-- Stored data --
::::::::

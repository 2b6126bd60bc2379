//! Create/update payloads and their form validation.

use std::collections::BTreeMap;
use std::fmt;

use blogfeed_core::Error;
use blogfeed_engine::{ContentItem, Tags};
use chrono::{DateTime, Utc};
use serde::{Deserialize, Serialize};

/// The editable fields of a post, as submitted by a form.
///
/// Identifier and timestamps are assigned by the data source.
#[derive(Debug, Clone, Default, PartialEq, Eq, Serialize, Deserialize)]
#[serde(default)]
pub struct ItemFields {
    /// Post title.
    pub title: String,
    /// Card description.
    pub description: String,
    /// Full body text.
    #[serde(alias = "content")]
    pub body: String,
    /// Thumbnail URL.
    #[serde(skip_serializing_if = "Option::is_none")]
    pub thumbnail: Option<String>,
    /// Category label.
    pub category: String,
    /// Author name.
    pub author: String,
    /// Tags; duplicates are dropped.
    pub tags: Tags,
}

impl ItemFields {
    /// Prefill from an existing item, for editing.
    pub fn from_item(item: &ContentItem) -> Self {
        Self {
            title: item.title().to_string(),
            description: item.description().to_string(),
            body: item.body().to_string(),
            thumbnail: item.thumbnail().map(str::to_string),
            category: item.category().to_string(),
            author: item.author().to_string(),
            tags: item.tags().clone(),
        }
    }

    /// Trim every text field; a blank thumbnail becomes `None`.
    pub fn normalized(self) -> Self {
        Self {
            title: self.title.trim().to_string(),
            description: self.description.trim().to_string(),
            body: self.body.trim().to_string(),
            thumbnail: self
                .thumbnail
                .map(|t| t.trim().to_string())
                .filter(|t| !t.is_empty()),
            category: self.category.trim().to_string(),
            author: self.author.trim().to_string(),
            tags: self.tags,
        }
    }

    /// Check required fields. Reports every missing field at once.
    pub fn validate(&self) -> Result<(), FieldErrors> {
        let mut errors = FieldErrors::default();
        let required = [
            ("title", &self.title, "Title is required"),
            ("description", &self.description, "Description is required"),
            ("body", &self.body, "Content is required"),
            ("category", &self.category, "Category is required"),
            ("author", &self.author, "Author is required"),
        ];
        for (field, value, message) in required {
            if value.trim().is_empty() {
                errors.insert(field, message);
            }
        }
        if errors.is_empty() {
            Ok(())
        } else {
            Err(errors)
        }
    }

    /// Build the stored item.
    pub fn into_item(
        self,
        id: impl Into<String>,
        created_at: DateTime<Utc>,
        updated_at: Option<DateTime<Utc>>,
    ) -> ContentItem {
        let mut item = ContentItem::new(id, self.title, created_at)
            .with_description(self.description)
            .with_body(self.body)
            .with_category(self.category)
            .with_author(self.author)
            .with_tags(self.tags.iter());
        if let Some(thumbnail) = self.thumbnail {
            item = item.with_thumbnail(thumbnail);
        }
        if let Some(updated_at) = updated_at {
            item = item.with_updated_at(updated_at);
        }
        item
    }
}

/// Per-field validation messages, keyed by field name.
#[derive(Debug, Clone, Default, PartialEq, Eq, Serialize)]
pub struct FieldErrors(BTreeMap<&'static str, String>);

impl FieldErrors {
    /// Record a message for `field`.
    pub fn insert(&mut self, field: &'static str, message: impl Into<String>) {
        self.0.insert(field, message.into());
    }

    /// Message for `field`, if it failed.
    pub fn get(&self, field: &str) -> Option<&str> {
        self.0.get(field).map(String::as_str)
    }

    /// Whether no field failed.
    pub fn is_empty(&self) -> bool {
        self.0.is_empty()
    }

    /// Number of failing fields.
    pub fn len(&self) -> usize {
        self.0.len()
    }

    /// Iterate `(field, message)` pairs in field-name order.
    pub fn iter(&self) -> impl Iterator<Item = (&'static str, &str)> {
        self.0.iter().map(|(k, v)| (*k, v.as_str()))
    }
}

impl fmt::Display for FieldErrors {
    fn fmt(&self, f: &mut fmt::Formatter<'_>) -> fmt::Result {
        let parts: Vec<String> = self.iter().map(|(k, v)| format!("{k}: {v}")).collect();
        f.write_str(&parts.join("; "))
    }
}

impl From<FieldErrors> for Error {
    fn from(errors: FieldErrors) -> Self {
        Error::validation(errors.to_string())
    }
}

::::::::

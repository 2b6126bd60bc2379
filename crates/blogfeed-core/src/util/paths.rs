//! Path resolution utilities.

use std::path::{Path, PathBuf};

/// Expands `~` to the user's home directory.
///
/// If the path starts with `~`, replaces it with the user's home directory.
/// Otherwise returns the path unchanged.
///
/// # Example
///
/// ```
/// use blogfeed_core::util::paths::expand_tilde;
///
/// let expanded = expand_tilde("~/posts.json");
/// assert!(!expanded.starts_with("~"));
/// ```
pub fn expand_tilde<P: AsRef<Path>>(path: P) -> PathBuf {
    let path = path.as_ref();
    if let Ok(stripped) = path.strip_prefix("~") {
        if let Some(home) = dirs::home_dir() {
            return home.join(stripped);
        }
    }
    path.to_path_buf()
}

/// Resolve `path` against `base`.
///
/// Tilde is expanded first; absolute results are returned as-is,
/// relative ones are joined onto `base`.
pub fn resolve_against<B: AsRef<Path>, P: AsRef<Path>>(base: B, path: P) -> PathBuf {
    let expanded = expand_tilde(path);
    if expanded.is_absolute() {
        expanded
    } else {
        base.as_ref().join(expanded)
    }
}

::::::::

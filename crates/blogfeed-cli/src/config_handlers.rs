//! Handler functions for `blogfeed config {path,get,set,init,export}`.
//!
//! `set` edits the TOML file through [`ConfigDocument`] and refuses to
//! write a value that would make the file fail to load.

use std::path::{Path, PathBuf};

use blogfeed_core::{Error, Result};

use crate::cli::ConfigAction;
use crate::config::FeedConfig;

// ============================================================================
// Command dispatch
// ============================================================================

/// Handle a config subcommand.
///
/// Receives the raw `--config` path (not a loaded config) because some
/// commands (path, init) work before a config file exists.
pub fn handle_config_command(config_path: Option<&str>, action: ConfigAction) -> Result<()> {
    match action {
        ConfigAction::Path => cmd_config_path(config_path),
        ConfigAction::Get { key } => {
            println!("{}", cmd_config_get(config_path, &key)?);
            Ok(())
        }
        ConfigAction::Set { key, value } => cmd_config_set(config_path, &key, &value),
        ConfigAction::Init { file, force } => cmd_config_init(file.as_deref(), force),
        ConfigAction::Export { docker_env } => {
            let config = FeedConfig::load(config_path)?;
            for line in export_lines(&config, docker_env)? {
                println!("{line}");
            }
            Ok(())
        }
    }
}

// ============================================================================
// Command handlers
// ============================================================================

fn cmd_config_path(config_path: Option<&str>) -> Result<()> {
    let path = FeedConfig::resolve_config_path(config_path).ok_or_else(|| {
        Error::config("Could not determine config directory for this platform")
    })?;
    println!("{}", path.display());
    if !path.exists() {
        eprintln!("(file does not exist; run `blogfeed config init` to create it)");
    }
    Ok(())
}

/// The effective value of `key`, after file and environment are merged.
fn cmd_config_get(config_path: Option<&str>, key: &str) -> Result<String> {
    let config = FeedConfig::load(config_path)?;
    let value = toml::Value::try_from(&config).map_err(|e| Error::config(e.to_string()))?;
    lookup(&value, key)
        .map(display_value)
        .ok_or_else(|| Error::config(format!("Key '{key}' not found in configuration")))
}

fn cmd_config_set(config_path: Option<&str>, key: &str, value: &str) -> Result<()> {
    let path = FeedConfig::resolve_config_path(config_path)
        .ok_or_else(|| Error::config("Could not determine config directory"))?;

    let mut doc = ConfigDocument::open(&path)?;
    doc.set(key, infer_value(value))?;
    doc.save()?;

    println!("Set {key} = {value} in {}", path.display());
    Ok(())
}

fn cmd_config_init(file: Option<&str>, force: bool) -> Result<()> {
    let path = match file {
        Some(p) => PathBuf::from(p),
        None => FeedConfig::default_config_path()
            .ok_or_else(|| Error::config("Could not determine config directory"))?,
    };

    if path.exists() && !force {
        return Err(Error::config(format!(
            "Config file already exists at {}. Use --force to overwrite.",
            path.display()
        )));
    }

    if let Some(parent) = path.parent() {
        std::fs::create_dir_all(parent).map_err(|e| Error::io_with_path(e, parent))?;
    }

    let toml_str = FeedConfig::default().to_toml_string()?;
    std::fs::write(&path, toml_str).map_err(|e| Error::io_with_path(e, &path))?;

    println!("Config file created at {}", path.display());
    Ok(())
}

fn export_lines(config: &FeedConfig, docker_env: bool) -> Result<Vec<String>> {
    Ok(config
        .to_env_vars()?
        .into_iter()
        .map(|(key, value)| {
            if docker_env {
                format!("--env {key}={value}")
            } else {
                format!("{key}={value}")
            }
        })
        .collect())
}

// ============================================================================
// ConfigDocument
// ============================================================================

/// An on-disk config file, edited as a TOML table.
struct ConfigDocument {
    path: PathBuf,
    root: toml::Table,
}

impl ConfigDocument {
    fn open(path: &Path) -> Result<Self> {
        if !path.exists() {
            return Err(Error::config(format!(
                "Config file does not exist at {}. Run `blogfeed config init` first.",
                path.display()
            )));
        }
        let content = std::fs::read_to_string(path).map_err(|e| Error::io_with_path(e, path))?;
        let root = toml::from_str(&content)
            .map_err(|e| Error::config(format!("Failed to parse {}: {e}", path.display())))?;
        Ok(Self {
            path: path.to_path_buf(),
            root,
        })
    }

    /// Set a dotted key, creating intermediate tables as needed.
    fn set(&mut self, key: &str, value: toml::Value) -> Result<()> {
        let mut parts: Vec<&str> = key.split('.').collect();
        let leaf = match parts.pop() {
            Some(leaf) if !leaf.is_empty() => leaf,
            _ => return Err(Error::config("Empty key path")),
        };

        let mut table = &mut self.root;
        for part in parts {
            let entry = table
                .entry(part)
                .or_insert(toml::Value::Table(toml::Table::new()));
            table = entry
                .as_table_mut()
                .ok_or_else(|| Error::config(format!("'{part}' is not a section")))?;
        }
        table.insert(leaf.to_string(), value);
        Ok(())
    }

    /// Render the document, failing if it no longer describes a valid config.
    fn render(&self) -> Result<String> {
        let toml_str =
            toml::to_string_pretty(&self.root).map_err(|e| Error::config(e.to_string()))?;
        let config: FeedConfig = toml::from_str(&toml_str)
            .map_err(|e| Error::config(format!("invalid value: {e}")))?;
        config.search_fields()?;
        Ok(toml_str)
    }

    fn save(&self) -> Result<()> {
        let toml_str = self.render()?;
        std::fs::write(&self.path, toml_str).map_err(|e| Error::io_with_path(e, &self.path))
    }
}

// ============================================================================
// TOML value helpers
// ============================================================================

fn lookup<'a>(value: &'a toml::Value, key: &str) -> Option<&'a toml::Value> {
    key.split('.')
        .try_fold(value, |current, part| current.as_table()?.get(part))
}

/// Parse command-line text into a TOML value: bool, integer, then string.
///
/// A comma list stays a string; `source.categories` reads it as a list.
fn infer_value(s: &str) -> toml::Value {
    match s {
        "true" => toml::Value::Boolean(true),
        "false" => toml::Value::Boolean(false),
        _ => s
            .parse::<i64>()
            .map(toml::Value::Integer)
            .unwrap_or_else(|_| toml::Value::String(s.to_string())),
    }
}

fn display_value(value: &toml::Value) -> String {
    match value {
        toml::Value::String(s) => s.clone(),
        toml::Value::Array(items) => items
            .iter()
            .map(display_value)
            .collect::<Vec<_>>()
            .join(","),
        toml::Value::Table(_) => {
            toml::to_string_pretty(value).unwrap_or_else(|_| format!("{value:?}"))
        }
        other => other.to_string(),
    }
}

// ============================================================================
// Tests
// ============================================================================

::::::::

-- Assignment --
From the data above, how many lines contain the word "paths"? Give the number alone.

-- Worked solution --
2